> [Work request]: Only the lines from the one containing "for convenient usage." to the end of the records should be given again, word for word and in full.

> [Material for the task]:
//! # Rollup
//!
//! A workload-driven group-by materialization cache, and the harness that
//! benchmarks it against a synthetic SQLite table.
//!
//! ## Architecture
//!
//! ```text
//! ┌─────────────────────────────────────────────────────────┐
//! │            AttributeUniverse / GroupingKey               │
//! │        (bitmask subsets, canonical codes "AC")           │
//! └─────────────────────────────────────────────────────────┘
//!                          │
//!                          ▼ [catalog builder]
//! ┌─────────────────────────────────────────────────────────┐
//! │     CardinalityCatalog (exact, immutable, Arc-shared)    │
//! └─────────────────────────────────────────────────────────┘
//!                          │
//!                          ▼ [one request at a time]
//! ┌─────────────────────────────────────────────────────────┐
//! │   MaterializationCache  ◄──  WorkloadStream              │
//! │   (roll-up hits, admission, smallest-first eviction)     │
//! └─────────────────────────────────────────────────────────┘
//!                          │
//!                          ▼ [observe]
//! ┌─────────────────────────────────────────────────────────┐
//! │      CostAccumulator → ReplayReport / BatchReport        │
//! └─────────────────────────────────────────────────────────┘
//! ```
//!
//! ## Example
//!
//! ```
//! use std::sync::Arc;
//! use rollup::attribute::AttributeUniverse;
//! use rollup::catalog::CardinalityCatalog;
//! use rollup::materialize::MaterializationCache;
//!
//! let universe = AttributeUniverse::from_symbols("ABC").unwrap();
//! let catalog = CardinalityCatalog::from_codes(universe, [("A", 10), ("AB", 1000)]).unwrap();
//! let mut cache = MaterializationCache::new(Arc::new(catalog), 2).unwrap();
//!
//! assert!(!cache.serve_code("AB").unwrap().hit);
//! let outcome = cache.serve_code("A").unwrap();
//! assert!(outcome.hit);
//! assert_eq!(outcome.cost, 1000);
//! ```

pub mod attribute;
pub mod catalog;
pub mod config;
pub mod dataset;
pub mod experiment;
pub mod logging;
pub mod materialize;
pub mod random;
pub mod sql;
pub mod store;
pub mod workload;

/// Re-exports for convenient usage.
pub mod prelude {
    pub use crate::attribute::{Attribute, AttributeUniverse, GroupingKey, KeyError};
    pub use crate::catalog::{
        CardinalityCatalog, CardinalitySource, CatalogBuilder, CatalogError, SqliteSource,
        StaticSource,
    };
    pub use crate::materialize::{
        batch_report, BatchReport, CacheError, CostAccumulator, MaterializationCache,
        ReplayReport, ServeOutcome,
    };
    pub use crate::workload::{Sampling, Workload, WorkloadStream};
}

pub use attribute::{AttributeUniverse, GroupingKey};
pub use catalog::CardinalityCatalog;
pub use materialize::{MaterializationCache, ServeOutcome};
pub use workload::Workload;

> [Solution to this exercise]:
/// Re-exports for convenient usage.
pub mod prelude {
    pub use crate::attribute::{Attribute, AttributeUniverse, GroupingKey, KeyError};
    pub use crate::catalog::{
        CardinalityCatalog, CardinalitySource, CatalogBuilder, CatalogError, SqliteSource,
        StaticSource,
    };
    pub use crate::materialize::{
        batch_report, BatchReport, CacheError, CostAccumulator, MaterializationCache,
        ReplayReport, ServeOutcome,
    };
    pub use crate::workload::{Sampling, Workload, WorkloadStream};
}

pub use attribute::{AttributeUniverse, GroupingKey};
pub use catalog::CardinalityCatalog;
pub use materialize::{MaterializationCache, ServeOutcome};
pub use workload::Workload;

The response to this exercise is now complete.